> [TASK STATEMENT] The listing that follows is to be repeated exactly.

> [DATA RECORDS]
*****

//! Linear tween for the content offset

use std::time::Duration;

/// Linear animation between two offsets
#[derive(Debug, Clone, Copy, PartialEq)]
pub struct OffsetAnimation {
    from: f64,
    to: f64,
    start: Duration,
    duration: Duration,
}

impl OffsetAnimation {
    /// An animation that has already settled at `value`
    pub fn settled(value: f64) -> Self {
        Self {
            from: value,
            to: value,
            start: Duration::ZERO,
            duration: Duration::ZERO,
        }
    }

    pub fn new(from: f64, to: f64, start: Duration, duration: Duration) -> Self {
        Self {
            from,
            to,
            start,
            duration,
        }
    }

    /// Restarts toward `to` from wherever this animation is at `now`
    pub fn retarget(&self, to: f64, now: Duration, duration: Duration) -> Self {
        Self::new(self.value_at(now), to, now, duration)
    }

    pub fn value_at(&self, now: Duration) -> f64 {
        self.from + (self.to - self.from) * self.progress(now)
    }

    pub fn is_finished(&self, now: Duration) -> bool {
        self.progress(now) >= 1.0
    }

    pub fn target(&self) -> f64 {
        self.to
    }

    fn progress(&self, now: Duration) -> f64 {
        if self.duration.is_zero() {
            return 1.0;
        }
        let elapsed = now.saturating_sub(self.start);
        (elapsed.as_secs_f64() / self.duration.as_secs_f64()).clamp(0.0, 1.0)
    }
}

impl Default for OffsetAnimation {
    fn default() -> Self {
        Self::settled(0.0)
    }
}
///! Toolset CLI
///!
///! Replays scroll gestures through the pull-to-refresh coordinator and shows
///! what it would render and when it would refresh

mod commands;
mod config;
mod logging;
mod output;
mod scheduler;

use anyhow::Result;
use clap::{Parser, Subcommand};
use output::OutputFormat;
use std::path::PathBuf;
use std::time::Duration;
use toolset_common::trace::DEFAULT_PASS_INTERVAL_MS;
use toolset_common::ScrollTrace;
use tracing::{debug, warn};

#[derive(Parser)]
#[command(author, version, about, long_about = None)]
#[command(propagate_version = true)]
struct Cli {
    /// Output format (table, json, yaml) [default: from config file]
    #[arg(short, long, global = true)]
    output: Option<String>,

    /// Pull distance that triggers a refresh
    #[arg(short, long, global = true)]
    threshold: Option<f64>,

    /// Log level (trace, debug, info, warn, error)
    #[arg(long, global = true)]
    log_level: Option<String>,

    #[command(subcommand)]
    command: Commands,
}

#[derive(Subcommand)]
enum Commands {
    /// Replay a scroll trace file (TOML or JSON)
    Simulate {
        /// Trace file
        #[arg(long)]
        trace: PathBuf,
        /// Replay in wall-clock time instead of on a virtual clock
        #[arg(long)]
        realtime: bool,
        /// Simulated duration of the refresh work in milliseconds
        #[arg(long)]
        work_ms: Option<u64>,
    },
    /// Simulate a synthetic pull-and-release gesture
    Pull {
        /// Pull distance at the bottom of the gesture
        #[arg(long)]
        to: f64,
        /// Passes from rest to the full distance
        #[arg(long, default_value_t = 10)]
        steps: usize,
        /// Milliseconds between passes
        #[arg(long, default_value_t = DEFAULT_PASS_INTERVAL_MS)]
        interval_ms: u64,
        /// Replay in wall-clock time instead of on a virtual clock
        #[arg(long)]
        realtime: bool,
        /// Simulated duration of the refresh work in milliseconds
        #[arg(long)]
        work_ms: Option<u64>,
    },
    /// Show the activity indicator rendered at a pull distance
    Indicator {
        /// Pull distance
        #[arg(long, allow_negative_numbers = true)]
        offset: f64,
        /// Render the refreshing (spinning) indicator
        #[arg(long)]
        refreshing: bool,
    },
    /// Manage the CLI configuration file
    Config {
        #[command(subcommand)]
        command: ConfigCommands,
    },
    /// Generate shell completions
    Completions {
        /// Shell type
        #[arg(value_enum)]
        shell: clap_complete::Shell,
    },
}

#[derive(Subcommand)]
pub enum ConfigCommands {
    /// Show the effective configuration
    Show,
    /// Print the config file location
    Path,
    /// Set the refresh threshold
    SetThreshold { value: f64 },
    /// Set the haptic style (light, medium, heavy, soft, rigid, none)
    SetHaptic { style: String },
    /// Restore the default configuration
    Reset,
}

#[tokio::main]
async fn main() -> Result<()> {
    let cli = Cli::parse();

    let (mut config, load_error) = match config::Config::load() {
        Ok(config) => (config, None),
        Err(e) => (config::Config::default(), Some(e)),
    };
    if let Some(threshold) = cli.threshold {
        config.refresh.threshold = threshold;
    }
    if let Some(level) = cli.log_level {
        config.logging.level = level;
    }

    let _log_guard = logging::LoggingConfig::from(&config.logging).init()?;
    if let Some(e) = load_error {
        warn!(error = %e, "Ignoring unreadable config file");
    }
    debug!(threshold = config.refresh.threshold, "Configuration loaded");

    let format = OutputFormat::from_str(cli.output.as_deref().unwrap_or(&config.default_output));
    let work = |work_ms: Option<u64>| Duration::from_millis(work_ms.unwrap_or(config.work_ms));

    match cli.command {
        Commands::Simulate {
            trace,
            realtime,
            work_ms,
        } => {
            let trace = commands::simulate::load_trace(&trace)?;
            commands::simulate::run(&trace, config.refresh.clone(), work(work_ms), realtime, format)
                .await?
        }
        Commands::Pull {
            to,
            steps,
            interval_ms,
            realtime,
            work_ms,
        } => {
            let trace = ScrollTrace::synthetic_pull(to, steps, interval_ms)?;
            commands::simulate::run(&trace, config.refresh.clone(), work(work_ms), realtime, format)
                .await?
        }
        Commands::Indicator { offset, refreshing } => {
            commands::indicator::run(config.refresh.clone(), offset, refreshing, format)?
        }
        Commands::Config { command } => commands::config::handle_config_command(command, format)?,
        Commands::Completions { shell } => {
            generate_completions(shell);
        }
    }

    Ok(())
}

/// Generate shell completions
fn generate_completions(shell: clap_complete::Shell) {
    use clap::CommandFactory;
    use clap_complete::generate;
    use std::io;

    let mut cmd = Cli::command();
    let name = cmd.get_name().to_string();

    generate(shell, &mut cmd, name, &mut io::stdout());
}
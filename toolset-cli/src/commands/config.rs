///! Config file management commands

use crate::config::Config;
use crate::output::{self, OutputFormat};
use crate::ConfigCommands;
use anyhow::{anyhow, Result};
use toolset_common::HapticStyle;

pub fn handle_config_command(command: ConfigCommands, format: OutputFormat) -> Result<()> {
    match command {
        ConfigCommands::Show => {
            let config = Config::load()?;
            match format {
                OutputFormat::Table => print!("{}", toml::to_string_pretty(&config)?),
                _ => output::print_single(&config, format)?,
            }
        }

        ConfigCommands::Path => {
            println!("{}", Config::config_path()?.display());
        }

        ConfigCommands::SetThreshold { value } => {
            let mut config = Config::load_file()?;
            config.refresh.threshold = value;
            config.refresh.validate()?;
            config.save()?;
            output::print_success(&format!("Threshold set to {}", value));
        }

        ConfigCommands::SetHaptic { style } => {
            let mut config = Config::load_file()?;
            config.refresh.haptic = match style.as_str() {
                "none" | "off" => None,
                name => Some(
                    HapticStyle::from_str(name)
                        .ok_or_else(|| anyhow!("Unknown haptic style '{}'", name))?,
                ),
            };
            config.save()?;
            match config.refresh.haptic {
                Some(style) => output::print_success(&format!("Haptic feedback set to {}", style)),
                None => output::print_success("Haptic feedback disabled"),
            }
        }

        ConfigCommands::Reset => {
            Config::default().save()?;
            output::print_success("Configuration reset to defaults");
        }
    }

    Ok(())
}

*****

> [RESPONSE TO THIS EXERCISE]
//! Linear tween for the content offset

use std::time::Duration;

/// Linear animation between two offsets
#[derive(Debug, Clone, Copy, PartialEq)]
pub struct OffsetAnimation {
    from: f64,
    to: f64,
    start: Duration,
    duration: Duration,
}

impl OffsetAnimation {
    /// An animation that has already settled at `value`
    pub fn settled(value: f64) -> Self {
        Self {
            from: value,
            to: value,
            start: Duration::ZERO,
            duration: Duration::ZERO,
        }
    }

    pub fn new(from: f64, to: f64, start: Duration, duration: Duration) -> Self {
        Self {
            from,
            to,
            start,
            duration,
        }
    }

    /// Restarts toward `to` from wherever this animation is at `now`
    pub fn retarget(&self, to: f64, now: Duration, duration: Duration) -> Self {
        Self::new(self.value_at(now), to, now, duration)
    }

    pub fn value_at(&self, now: Duration) -> f64 {
        self.from + (self.to - self.from) * self.progress(now)
    }

    pub fn is_finished(&self, now: Duration) -> bool {
        self.progress(now) >= 1.0
    }

    pub fn target(&self) -> f64 {
        self.to
    }

    fn progress(&self, now: Duration) -> f64 {
        if self.duration.is_zero() {
            return 1.0;
        }
        let elapsed = now.saturating_sub(self.start);
        (elapsed.as_secs_f64() / self.duration.as_secs_f64()).clamp(0.0, 1.0)
    }
}

impl Default for OffsetAnimation {
    fn default() -> Self {
        Self::settled(0.0)
    }
}
///! Toolset CLI
///!
///! Replays scroll gestures through the pull-to-refresh coordinator and shows
///! what it would render and when it would refresh

mod commands;
mod config;
mod logging;
mod output;
mod scheduler;

use anyhow::Result;
use clap::{Parser, Subcommand};
use output::OutputFormat;
use std::path::PathBuf;
use std::time::Duration;
use toolset_common::trace::DEFAULT_PASS_INTERVAL_MS;
use toolset_common::ScrollTrace;
use tracing::{debug, warn};

#[derive(Parser)]
#[command(author, version, about, long_about = None)]
#[command(propagate_version = true)]
struct Cli {
    /// Output format (table, json, yaml) [default: from config file]
    #[arg(short, long, global = true)]
    output: Option<String>,

    /// Pull distance that triggers a refresh
    #[arg(short, long, global = true)]
    threshold: Option<f64>,

    /// Log level (trace, debug, info, warn, error)
    #[arg(long, global = true)]
    log_level: Option<String>,

    #[command(subcommand)]
    command: Commands,
}

#[derive(Subcommand)]
enum Commands {
    /// Replay a scroll trace file (TOML or JSON)
    Simulate {
        /// Trace file
        #[arg(long)]
        trace: PathBuf,
        /// Replay in wall-clock time instead of on a virtual clock
        #[arg(long)]
        realtime: bool,
        /// Simulated duration of the refresh work in milliseconds
        #[arg(long)]
        work_ms: Option<u64>,
    },
    /// Simulate a synthetic pull-and-release gesture
    Pull {
        /// Pull distance at the bottom of the gesture
        #[arg(long)]
        to: f64,
        /// Passes from rest to the full distance
        #[arg(long, default_value_t = 10)]
        steps: usize,
        /// Milliseconds between passes
        #[arg(long, default_value_t = DEFAULT_PASS_INTERVAL_MS)]
        interval_ms: u64,
        /// Replay in wall-clock time instead of on a virtual clock
        #[arg(long)]
        realtime: bool,
        /// Simulated duration of the refresh work in milliseconds
        #[arg(long)]
        work_ms: Option<u64>,
    },
    /// Show the activity indicator rendered at a pull distance
    Indicator {
        /// Pull distance
        #[arg(long, allow_negative_numbers = true)]
        offset: f64,
        /// Render the refreshing (spinning) indicator
        #[arg(long)]
        refreshing: bool,
    },
    /// Manage the CLI configuration file
    Config {
        #[command(subcommand)]
        command: ConfigCommands,
    },
    /// Generate shell completions
    Completions {
        /// Shell type
        #[arg(value_enum)]
        shell: clap_complete::Shell,
    },
}

#[derive(Subcommand)]
pub enum ConfigCommands {
    /// Show the effective configuration
    Show,
    /// Print the config file location
    Path,
    /// Set the refresh threshold
    SetThreshold { value: f64 },
    /// Set the haptic style (light, medium, heavy, soft, rigid, none)
    SetHaptic { style: String },
    /// Restore the default configuration
    Reset,
}

#[tokio::main]
async fn main() -> Result<()> {
    let cli = Cli::parse();

    let (mut config, load_error) = match config::Config::load() {
        Ok(config) => (config, None),
        Err(e) => (config::Config::default(), Some(e)),
    };
    if let Some(threshold) = cli.threshold {
        config.refresh.threshold = threshold;
    }
    if let Some(level) = cli.log_level {
        config.logging.level = level;
    }

    let _log_guard = logging::LoggingConfig::from(&config.logging).init()?;
    if let Some(e) = load_error {
        warn!(error = %e, "Ignoring unreadable config file");
    }
    debug!(threshold = config.refresh.threshold, "Configuration loaded");

    let format = OutputFormat::from_str(cli.output.as_deref().unwrap_or(&config.default_output));
    let work = |work_ms: Option<u64>| Duration::from_millis(work_ms.unwrap_or(config.work_ms));

    match cli.command {
        Commands::Simulate {
            trace,
            realtime,
            work_ms,
        } => {
            let trace = commands::simulate::load_trace(&trace)?;
            commands::simulate::run(&trace, config.refresh.clone(), work(work_ms), realtime, format)
                .await?
        }
        Commands::Pull {
            to,
            steps,
            interval_ms,
            realtime,
            work_ms,
        } => {
            let trace = ScrollTrace::synthetic_pull(to, steps, interval_ms)?;
            commands::simulate::run(&trace, config.refresh.clone(), work(work_ms), realtime, format)
                .await?
        }
        Commands::Indicator { offset, refreshing } => {
            commands::indicator::run(config.refresh.clone(), offset, refreshing, format)?
        }
        Commands::Config { command } => commands::config::handle_config_command(command, format)?,
        Commands::Completions { shell } => {
            generate_completions(shell);
        }
    }

    Ok(())
}

/// Generate shell completions
fn generate_completions(shell: clap_complete::Shell) {
    use clap::CommandFactory;
    use clap_complete::generate;
    use std::io;

    let mut cmd = Cli::command();
    let name = cmd.get_name().to_string();

    generate(shell, &mut cmd, name, &mut io::stdout());
}
filename toolset-cli/src/commands/config.rs
///! Config file management commands

use crate::config::Config;
use crate::output::{self, OutputFormat};
use crate::ConfigCommands;
use anyhow::{anyhow, Result};
use toolset_common::HapticStyle;

pub fn handle_config_command(command: ConfigCommands, format: OutputFormat) -> Result<()> {
    match command {
        ConfigCommands::Show => {
            let config = Config::load()?;
            match format {
                OutputFormat::Table => print!("{}", toml::to_string_pretty(&config)?),
                _ => output::print_single(&config, format)?,
            }
        }

        ConfigCommands::Path => {
            println!("{}", Config::config_path()?.display());
        }

        ConfigCommands::SetThreshold { value } => {
            let mut config = Config::load_file()?;
            config.refresh.threshold = value;
            config.refresh.validate()?;
            config.save()?;
            output::print_success(&format!("Threshold set to {}", value));
        }

        ConfigCommands::SetHaptic { style } => {
            let mut config = Config::load_file()?;
            config.refresh.haptic = match style.as_str() {
                "none" | "off" => None,
                name => Some(
                    HapticStyle::from_str(name)
                        .ok_or_else(|| anyhow!("Unknown haptic style '{}'", name))?,
                ),
            };
            config.save()?;
            match config.refresh.haptic {
                Some(style) => output::print_success(&format!("Haptic feedback set to {}", style)),
                None => output::print_success("Haptic feedback disabled"),
            }
        }

        ConfigCommands::Reset => {
            Config::default().save()?;
            output::print_success("Configuration reset to defaults");
        }
    }

    Ok(())
}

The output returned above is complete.